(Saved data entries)
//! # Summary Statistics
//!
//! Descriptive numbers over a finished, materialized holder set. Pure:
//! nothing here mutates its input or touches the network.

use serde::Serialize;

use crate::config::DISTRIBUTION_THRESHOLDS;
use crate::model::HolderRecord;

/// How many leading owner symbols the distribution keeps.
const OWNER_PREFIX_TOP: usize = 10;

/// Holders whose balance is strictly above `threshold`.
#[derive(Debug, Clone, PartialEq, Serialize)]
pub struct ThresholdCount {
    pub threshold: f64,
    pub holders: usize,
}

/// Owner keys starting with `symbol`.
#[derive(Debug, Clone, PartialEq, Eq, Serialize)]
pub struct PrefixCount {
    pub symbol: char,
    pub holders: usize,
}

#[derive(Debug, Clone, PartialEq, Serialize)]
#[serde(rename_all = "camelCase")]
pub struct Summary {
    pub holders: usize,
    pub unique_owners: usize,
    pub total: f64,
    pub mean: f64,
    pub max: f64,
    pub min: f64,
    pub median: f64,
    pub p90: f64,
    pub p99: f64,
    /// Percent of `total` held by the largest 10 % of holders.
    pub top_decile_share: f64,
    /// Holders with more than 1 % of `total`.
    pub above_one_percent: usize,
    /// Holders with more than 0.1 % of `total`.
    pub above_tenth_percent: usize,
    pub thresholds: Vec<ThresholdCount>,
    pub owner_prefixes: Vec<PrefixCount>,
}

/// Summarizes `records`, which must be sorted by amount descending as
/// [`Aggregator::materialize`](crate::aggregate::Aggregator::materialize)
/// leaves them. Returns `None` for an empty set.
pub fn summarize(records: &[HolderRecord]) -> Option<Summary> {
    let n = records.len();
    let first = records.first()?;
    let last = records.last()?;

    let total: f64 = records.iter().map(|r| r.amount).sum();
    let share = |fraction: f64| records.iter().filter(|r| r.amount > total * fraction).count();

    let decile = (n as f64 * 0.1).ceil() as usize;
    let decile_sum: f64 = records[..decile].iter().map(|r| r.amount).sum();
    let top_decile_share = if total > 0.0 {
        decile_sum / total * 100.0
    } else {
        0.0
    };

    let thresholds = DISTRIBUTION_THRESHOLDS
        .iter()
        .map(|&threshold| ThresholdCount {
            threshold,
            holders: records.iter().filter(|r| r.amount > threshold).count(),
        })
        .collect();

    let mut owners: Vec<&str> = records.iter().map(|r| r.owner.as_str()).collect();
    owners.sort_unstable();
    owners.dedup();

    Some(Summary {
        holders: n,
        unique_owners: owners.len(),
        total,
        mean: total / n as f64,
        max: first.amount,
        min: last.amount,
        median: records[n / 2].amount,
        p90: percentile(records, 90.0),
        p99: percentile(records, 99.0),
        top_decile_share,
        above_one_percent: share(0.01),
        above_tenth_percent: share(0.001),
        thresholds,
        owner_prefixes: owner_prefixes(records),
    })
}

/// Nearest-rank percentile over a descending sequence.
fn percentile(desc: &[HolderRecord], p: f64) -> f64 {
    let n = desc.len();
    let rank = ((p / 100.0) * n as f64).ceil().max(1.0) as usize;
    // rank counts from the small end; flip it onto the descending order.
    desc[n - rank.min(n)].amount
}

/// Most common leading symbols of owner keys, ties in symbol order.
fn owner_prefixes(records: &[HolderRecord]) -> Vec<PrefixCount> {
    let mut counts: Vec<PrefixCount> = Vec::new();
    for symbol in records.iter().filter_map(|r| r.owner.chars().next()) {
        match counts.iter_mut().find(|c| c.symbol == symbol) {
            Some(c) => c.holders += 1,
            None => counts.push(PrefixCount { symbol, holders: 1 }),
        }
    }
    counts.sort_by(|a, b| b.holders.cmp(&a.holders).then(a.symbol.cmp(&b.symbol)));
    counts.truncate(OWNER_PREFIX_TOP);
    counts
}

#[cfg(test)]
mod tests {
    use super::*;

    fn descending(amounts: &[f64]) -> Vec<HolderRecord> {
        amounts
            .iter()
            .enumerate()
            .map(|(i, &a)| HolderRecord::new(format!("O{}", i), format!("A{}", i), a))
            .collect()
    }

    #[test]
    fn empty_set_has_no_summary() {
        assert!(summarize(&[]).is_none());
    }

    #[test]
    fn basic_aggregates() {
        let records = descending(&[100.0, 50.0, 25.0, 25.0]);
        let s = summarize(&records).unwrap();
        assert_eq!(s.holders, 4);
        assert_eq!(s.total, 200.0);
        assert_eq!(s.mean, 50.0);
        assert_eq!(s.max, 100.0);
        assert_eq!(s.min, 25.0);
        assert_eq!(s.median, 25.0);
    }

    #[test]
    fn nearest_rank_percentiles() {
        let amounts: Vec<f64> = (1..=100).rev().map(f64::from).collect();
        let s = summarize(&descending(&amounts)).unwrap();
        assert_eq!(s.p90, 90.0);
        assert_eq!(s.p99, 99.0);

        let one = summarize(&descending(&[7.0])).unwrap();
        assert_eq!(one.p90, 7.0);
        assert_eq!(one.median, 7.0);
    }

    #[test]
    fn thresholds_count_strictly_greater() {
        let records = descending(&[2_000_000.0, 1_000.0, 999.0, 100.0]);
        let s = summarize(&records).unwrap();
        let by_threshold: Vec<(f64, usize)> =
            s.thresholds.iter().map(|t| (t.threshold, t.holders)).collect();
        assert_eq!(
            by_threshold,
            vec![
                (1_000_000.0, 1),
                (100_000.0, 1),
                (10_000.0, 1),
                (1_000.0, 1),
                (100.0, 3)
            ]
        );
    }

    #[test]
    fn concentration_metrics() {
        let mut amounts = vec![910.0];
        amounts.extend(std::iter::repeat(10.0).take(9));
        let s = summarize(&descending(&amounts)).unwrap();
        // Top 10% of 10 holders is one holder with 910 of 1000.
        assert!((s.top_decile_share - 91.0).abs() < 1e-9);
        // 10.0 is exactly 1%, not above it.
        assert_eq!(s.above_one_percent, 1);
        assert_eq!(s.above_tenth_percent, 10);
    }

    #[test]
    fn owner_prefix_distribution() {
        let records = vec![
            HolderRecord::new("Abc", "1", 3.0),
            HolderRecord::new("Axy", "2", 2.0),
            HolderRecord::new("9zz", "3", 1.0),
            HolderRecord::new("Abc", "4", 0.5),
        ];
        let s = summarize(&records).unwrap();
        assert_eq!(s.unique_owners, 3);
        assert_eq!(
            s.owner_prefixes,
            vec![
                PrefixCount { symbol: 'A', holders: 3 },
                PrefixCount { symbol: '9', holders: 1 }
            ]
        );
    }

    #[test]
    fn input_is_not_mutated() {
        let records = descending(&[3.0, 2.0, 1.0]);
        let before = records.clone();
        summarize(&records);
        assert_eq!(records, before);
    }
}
---
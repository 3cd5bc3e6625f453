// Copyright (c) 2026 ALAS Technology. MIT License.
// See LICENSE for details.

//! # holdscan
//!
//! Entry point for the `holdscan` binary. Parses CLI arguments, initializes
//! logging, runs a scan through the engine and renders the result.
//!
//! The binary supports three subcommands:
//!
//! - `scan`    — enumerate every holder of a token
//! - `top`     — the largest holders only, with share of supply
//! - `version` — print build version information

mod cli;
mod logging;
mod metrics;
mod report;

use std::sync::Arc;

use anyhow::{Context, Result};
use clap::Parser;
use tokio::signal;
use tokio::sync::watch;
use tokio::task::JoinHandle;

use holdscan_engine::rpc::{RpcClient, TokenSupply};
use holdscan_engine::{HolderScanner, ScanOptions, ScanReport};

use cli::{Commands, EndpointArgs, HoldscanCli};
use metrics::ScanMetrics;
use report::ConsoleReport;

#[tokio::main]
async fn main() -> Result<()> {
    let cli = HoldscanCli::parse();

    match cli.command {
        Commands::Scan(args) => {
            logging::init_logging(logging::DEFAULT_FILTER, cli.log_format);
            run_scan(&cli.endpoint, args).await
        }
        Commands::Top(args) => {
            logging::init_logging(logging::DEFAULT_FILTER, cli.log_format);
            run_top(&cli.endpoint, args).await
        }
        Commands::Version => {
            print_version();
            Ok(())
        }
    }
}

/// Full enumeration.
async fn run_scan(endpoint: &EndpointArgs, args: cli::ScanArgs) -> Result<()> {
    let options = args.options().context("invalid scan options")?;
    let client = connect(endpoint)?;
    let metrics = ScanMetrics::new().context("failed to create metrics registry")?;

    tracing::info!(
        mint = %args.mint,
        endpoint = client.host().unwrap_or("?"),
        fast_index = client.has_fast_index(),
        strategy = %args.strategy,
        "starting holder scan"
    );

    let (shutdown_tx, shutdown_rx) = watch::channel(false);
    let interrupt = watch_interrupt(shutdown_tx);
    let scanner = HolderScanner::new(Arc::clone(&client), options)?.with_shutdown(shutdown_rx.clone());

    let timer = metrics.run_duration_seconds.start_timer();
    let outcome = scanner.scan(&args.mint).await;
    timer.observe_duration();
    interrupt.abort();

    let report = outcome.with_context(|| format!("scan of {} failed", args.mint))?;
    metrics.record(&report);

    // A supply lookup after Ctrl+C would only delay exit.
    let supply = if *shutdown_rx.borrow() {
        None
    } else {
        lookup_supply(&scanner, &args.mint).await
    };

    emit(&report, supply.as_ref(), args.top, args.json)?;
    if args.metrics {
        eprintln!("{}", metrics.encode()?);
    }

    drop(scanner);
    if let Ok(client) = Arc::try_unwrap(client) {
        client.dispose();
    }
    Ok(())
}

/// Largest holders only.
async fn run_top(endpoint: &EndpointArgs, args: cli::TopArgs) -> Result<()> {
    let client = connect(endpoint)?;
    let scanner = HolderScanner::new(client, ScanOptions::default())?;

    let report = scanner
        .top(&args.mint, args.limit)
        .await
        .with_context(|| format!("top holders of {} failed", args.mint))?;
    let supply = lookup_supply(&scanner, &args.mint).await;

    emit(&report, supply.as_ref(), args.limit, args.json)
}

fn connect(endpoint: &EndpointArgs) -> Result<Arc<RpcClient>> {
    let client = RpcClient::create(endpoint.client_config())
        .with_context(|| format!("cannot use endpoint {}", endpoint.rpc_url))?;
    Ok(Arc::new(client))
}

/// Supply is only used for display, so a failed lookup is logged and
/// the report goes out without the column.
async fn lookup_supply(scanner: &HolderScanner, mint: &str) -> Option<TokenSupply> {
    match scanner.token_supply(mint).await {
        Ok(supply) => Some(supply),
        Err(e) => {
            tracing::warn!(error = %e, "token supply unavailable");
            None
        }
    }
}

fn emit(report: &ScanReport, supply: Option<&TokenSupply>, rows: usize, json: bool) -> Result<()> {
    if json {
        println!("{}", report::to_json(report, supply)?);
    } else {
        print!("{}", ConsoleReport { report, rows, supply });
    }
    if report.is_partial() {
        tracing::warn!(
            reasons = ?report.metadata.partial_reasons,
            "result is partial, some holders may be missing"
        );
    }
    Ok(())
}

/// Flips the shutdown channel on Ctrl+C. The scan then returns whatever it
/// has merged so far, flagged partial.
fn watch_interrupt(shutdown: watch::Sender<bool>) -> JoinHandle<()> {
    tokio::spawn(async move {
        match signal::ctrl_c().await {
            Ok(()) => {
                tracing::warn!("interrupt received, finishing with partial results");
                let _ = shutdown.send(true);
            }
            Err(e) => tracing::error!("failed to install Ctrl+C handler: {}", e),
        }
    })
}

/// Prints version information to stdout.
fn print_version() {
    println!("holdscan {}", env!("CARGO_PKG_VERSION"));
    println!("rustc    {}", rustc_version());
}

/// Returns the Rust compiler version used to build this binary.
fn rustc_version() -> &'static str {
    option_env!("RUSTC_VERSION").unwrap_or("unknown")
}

• _Instructions for the task_
Could you state how many lines of the entries contain the word "channel"? Only the number is wanted.

• _Task answer_
2